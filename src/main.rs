mod config;
mod firebase;
mod record;
mod routes;
mod services;
mod state;
mod views;

use std::sync::Arc;

use firebase::auth::FirebaseAuth;
use firebase::firestore::FirestoreStore;

#[tokio::main]
async fn main() {
    dotenvy::dotenv().ok();
    tracing_subscriber::fmt::init();

    let config = config::AppConfig::from_env().expect("invalid configuration");
    let http = firebase::http_client(config.http_timeout_secs).expect("http client build failed");

    let identity = FirebaseAuth::new(
        http.clone(),
        config.firebase.api_key.clone(),
        &config.endpoints.identity_toolkit,
        &config.endpoints.secure_token,
    );
    let store = FirestoreStore::new(
        http.clone(),
        &config.endpoints.firestore,
        config.firebase.project_id.clone(),
        config.firebase.api_key.clone(),
    );
    tracing::info!(
        project = %config.firebase.project_id,
        collection = %config.collection,
        google = config.google.is_some(),
        "firebase clients initialized"
    );
    tracing::debug!(
        auth_domain = %config.firebase.auth_domain,
        storage_bucket = %config.firebase.storage_bucket,
        messaging_sender_id = %config.firebase.messaging_sender_id,
        app_id = %config.firebase.app_id,
        "firebase app settings"
    );

    let port = config.port;
    let state = state::AppState::new(config, Arc::new(identity), Arc::new(store), http);
    let _sweeper = services::session::spawn_sweeper(state.sessions.clone(), services::session::SWEEP_INTERVAL);

    let app = routes::app(state);
    let listener = tokio::net::TcpListener::bind(format!("0.0.0.0:{port}"))
        .await
        .expect("failed to bind");

    tracing::info!(%port, "contribution tracker listening");
    axum::serve(listener, app)
        .with_graceful_shutdown(shutdown_signal())
        .await
        .expect("server failed");
}

/// Resolves on Ctrl-C, or SIGTERM on Unix.
async fn shutdown_signal() {
    let ctrl_c = async {
        if let Err(e) = tokio::signal::ctrl_c().await {
            tracing::error!(error = %e, "ctrl-c handler failed");
        }
    };

    #[cfg(unix)]
    let terminate = async {
        match tokio::signal::unix::signal(tokio::signal::unix::SignalKind::terminate()) {
            Ok(mut signal) => {
                signal.recv().await;
            }
            Err(e) => tracing::error!(error = %e, "sigterm handler failed"),
        }
    };
    #[cfg(not(unix))]
    let terminate = std::future::pending::<()>();

    tokio::select! {
        () = ctrl_c => {},
        () = terminate => {},
    }
    tracing::info!("shutting down");
}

> WHAT TO PRODUCE
Restate exactly the records above from their first line through the line that holds "tracing_subscriber::fmt::init();", please, including both and leaving out all others.

> ANSWER TO THIS TASK
filename src/main.rs
mod config;
mod firebase;
mod record;
mod routes;
mod services;
mod state;
mod views;

use std::sync::Arc;

use firebase::auth::FirebaseAuth;
use firebase::firestore::FirestoreStore;

#[tokio::main]
async fn main() {
    dotenvy::dotenv().ok();
    tracing_subscriber::fmt::init();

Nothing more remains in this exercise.